And now Yu Yingshi 余英時 is gone. Nobody wrote more broadly, more searchingly or more wisely than he about the intellectual class of China, from ancient times to now. Though you might think of him as a pillar of the establishment, with his teaching posts at Harvard, Yale and Princeton, his membership in august learned societies and his distinguished prizes, he was remarkable to me for his skepticism about the worldly rewards that are sometimes extended to writers and thinkers. He was not easily impressed and certainly not intimidated. He left Yale for Princeton because he liked the East Asia library there. When people around him got excited, he had the calm tone, the command of counter-examples and the long view. He was careful to know what he was talking about. Push-button solutions did not enchant him.
I was lucky to be his student, in a peripheral sort of way, when I was young, curious and confused. I knew I wanted to do something about ideas and language in China. Armed with not much beyond the Chinese-philosophy manuals of Feng You-lan and Alfred Forke, and a couple of neophyte observations about Chinese grammar which, like all early-stage language-learners, I thought explained big things about Chinese thought, I sat in on his “Song Dynasty Classicism and Philosophy” seminar at Yale. I didn’t always grasp what the classroom discussions were about and floundered through the readings, mostly in Chinese. But being there was like being a child at the opera: no idea what was going on, but such a lot of goings-on!

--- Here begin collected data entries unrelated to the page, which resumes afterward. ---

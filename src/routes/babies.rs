// Baby profile CRUD

use axum::Json;
use axum::extract::rejection::JsonRejection;
use axum::extract::{Path, State};
use axum::http::StatusCode;
use chrono::Utc;

use super::AppState;
use super::error::{ApiError, ApiResult};
use crate::models::{Baby, BabyPatch, DEFAULT_AVATAR_COLOR, FeedingRecord, NewBaby};

pub(super) async fn list_babies(State(state): State<AppState>) -> ApiResult<Json<Vec<Baby>>> {
    Ok(Json(state.repo.list_babies().await?))
}

pub(super) async fn create_baby(
    State(state): State<AppState>,
    body: Result<Json<NewBaby>, JsonRejection>,
) -> ApiResult<(StatusCode, Json<Baby>)> {
    let Json(body) = body?;
    body.validate(state.today())?;
    let baby = Baby {
        id: uuid::Uuid::new_v4().to_string(),
        name: body.name.trim().to_string(),
        birth_date: body.birth_date,
        avatar_color: body
            .avatar_color
            .unwrap_or_else(|| DEFAULT_AVATAR_COLOR.to_string()),
        created_at: Utc::now(),
    };
    state.repo.insert_baby(&baby).await?;
    tracing::info!(baby_id = %baby.id, "baby created");
    Ok((StatusCode::CREATED, Json(baby)))
}

pub(super) async fn get_baby(
    State(state): State<AppState>,
    Path(id): Path<String>,
) -> ApiResult<Json<Baby>> {
    Ok(Json(state.require_baby(&id).await?))
}

pub(super) async fn update_baby(
    State(state): State<AppState>,
    Path(id): Path<String>,
    patch: Result<Json<BabyPatch>, JsonRejection>,
) -> ApiResult<Json<Baby>> {
    let Json(patch) = patch?;
    patch.validate(state.today())?;
    let mut baby = state.require_baby(&id).await?;
    patch.apply(&mut baby);
    if !state.repo.update_baby(&baby).await? {
        return Err(ApiError::NotFound("baby"));
    }
    tracing::info!(baby_id = %baby.id, "baby updated");
    Ok(Json(baby))
}

pub(super) async fn delete_baby(
    State(state): State<AppState>,
    Path(id): Path<String>,
) -> ApiResult<StatusCode> {
    if !state.repo.delete_baby(&id).await? {
        return Err(ApiError::NotFound("baby"));
    }
    tracing::info!(baby_id = %id, "baby deleted");
    Ok(StatusCode::NO_CONTENT)
}

/// GET /api/babies/{id}/feeding-records — history, newest first.
pub(super) async fn list_baby_feedings(
    State(state): State<AppState>,
    Path(id): Path<String>,
) -> ApiResult<Json<Vec<FeedingRecord>>> {
    state.require_baby(&id).await?;
    Ok(Json(state.repo.list_feedings(Some(&id)).await?))
}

I turned in a rather cookie-cutter paper about Cheng Yi and Cheng Hao’s interpretations of the Yi jing, processed through a simplistic understanding of John Austin’s performative/constative distinction. He read it, didn’t leave many comments, yet was always friendly and open to conversations thereafter. I suspect my paper wasn’t even wrong, but he took a long and charitable view of this awkward student who might do something someday, or might not.
He left Yale soon thereafter for Princeton, trained up many fine students, ran a kind of salon in his and Monica’s house, was a prominent voice for decency and democracy against chauvinism and oppression, and had the honor of seeing his books banned in the PRC. He had a long and admirable life and leaves behind the gratitude of those who encountered him. Even the contingent and confused, like me.
Another elephant gone. The forest is poorer.